小酒井不木「犯罪文學硏究」(単行本・正字正仮名版準拠・オリジナル注附) (16) ラフカヂオ・ハーンの飜譯
ラフカヂオ・ハーンの飜譯
德川時代の怪異小說は、前にも述べたごとくそれ自身さほどの文藝價値を持たないのに、一たびラフカヂオ・ハーン(小泉八雲)の手に飜譯されて、英米に紹介されると、世界的の名聲を博することが出來た。それはいふまでもなくハーンの天才によつて、飜譯とはいふものの一種獨得の詩味を持たされ、到底原作からは得られないやうな夢幻的な美感を與へられるからである。私は英米の怪異小說を愛好さるゝ讀者に、是非、ハーンの作物を御勸めしたいと思ふので、特にこゝに紹介して置くのである。

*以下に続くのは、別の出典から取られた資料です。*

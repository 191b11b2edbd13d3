use crate::journal::model::InputLimits;
use crate::refine::Tone;
use anyhow::{Context, Result, anyhow, bail};
use dirs::home_dir;
use serde::{Deserialize, Serialize};
use std::fs;
#[cfg(unix)]
use std::os::unix::fs::PermissionsExt;
use std::path::{Path, PathBuf};

const APP_DIR: &str = ".DreamTome";
const CONFIG_FILE: &str = "config.json";
const DEFAULT_MAX_TITLE_LENGTH: usize = 100;
const DEFAULT_MAX_CONTENT_LENGTH: usize = 5000;
const DEFAULT_DEMO_COUNT: usize = 7;

#[derive(Debug, Clone, Serialize, Deserialize)]
#[serde(default)]
pub struct Config {
    pub db_path: PathBuf,
    pub export_dir: PathBuf,
    pub refine_tone: Tone,
    pub max_title_length: usize,
    pub max_content_length: usize,
    pub demo_count: usize,
}

impl Default for Config {
    fn default() -> Self {
        let root = default_root_dir();

        Self {
            db_path: root.join("journal.db"),
            export_dir: default_export_dir(),
            refine_tone: Tone::default(),
            max_title_length: DEFAULT_MAX_TITLE_LENGTH,
            max_content_length: DEFAULT_MAX_CONTENT_LENGTH,
            demo_count: DEFAULT_DEMO_COUNT,
        }
    }
}

impl Config {
    pub fn config_path() -> PathBuf {
        default_root_dir().join(CONFIG_FILE)
    }

    pub fn load() -> Result<Self> {
        Self::load_from(&Self::config_path())
    }

    pub fn load_from(config_path: &Path) -> Result<Self> {
        let content = fs::read_to_string(config_path)
            .with_context(|| format!("Failed to read config file: {}", config_path.display()))?;

        serde_json::from_str(&content)
            .with_context(|| format!("Failed to parse config file: {}", config_path.display()))
    }

    pub fn save(&self) -> Result<()> {
        self.save_to(&Self::config_path())
    }

    pub fn save_to(&self, config_path: &Path) -> Result<()> {
        if let Some(parent) = config_path.parent() {
            fs::create_dir_all(parent).with_context(|| {
                format!("Failed to create config directory: {}", parent.display())
            })?;
        }

        let content = serde_json::to_string_pretty(self).context("Failed to serialize config")?;
        fs::write(config_path, content)
            .with_context(|| format!("Failed to write config file: {}", config_path.display()))?;
        set_mode_600(config_path)?;

        Ok(())
    }

    pub fn ensure_bootstrap_files(&self) -> Result<()> {
        if let Some(parent) = self.db_path.parent() {
            fs::create_dir_all(parent)
                .with_context(|| format!("Failed to create DB directory: {}", parent.display()))?;
        }

        fs::create_dir_all(&self.export_dir).with_context(|| {
            format!(
                "Failed to create export directory: {}",
                self.export_dir.display()
            )
        })?;

        Ok(())
    }

    pub fn input_limits(&self) -> InputLimits {
        InputLimits {
            max_title_chars: self.max_title_length,
            max_content_chars: self.max_content_length,
        }
    }

    pub fn set_value(&mut self, key: &str, value: &str) -> Result<()> {
        match normalize_config_key(key) {
            "db_path" => {
                self.db_path = expand_home(value.trim());
            }
            "export_dir" => {
                self.export_dir = expand_home(value.trim());
            }
            "refine_tone" => {
                self.refine_tone = value.parse::<Tone>()?;
            }
            "max_title_length" => {
                self.max_title_length = parse_positive(value, "max_title_length")?;
            }
            "max_content_length" => {
                self.max_content_length = parse_positive(value, "max_content_length")?;
            }
            "demo_count" => {
                self.demo_count = value
                    .trim()
                    .parse::<usize>()
                    .map_err(|_| anyhow!("demo_count must be a number"))?;
            }
            _ => {
                bail!(
                    "Unsupported config key: {key}. Supported keys: db_path|db.path, export_dir|export.dir, refine_tone|refine.tone, max_title_length|limits.title, max_content_length|limits.content, demo_count|demo.count"
                );
            }
        }

        Ok(())
    }

    pub fn get_value(&self, key: &str) -> Option<String> {
        match normalize_config_key(key) {
            "db_path" => Some(self.db_path.display().to_string()),
            "export_dir" => Some(self.export_dir.display().to_string()),
            "refine_tone" => Some(self.refine_tone.to_string()),
            "max_title_length" => Some(self.max_title_length.to_string()),
            "max_content_length" => Some(self.max_content_length.to_string()),
            "demo_count" => Some(self.demo_count.to_string()),
            _ => None,
        }
    }
}

fn normalize_config_key(key: &str) -> &str {
    match key {
        "db_path" | "db.path" => "db_path",
        "export_dir" | "export.dir" => "export_dir",
        "refine_tone" | "refine.tone" => "refine_tone",
        "max_title_length" | "limits.title" => "max_title_length",
        "max_content_length" | "limits.content" => "max_content_length",
        "demo_count" | "demo.count" => "demo_count",
        _ => key,
    }
}

fn parse_positive(value: &str, name: &str) -> Result<usize> {
    let parsed = value
        .trim()
        .parse::<usize>()
        .map_err(|_| anyhow!("{name} must be a number"))?;
    if parsed == 0 {
        bail!("{name} must be greater than zero");
    }
    Ok(parsed)
}

pub fn expand_home(raw: &str) -> PathBuf {
    raw.strip_prefix("~/")
        .and_then(|stripped| home_dir().map(|home| home.join(stripped)))
        .unwrap_or_else(|| PathBuf::from(raw))
}

pub fn default_export_dir() -> PathBuf {
    home_dir()
        .unwrap_or_else(|| PathBuf::from("."))
        .join("Documents")
        .join("DreamTome")
}

fn default_root_dir() -> PathBuf {
    home_dir()
        .unwrap_or_else(|| PathBuf::from("."))
        .join(APP_DIR)
}

fn set_mode_600(path: &Path) -> Result<()> {
    #[cfg(unix)]
    {
        fs::set_permissions(path, fs::Permissions::from_mode(0o600))
            .with_context(|| format!("Failed to set file permissions: {}", path.display()))?;
    }

    Ok(())
}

怪異小說を取り入れたハーンの物語集にはKwaidan, Kotto, A Japanese Misellany, Shadowing, ln Ghostly Japan などがあるが、この中 Kwaidan が最もポピュラーになつて居る。この中には臥遊奇談から取つた『耳なし保(ほ)一の話』夜窗鬼談から取つた『お貞の話』『鏡と鐘』怪物輿論から取つた『ろくろ首』百物語から取つた『貉』新選百物語から取つた『極祕』玉すだれから取つた『靑柳の話』の外に、ハーンが直接、地方の農夫などから聞いた話が收められている。中にも『貉』は極めて短いけれども、珠玉のような作品である。
[やぶちゃん注:『耳なし保(ほ)一の話』ママ。
以下、底本では引用部は全体が二字下げ。但し、版組みの誤りと思われるが、エンディングに近い、長い一文「かういつたかと思ふと、蕎麥賣りの男は、その手で顏をつるりと撫でた。見ると、眼も鼻も口もない、のつぺら棒。」のみ、二行目が行頭から書かれてある。]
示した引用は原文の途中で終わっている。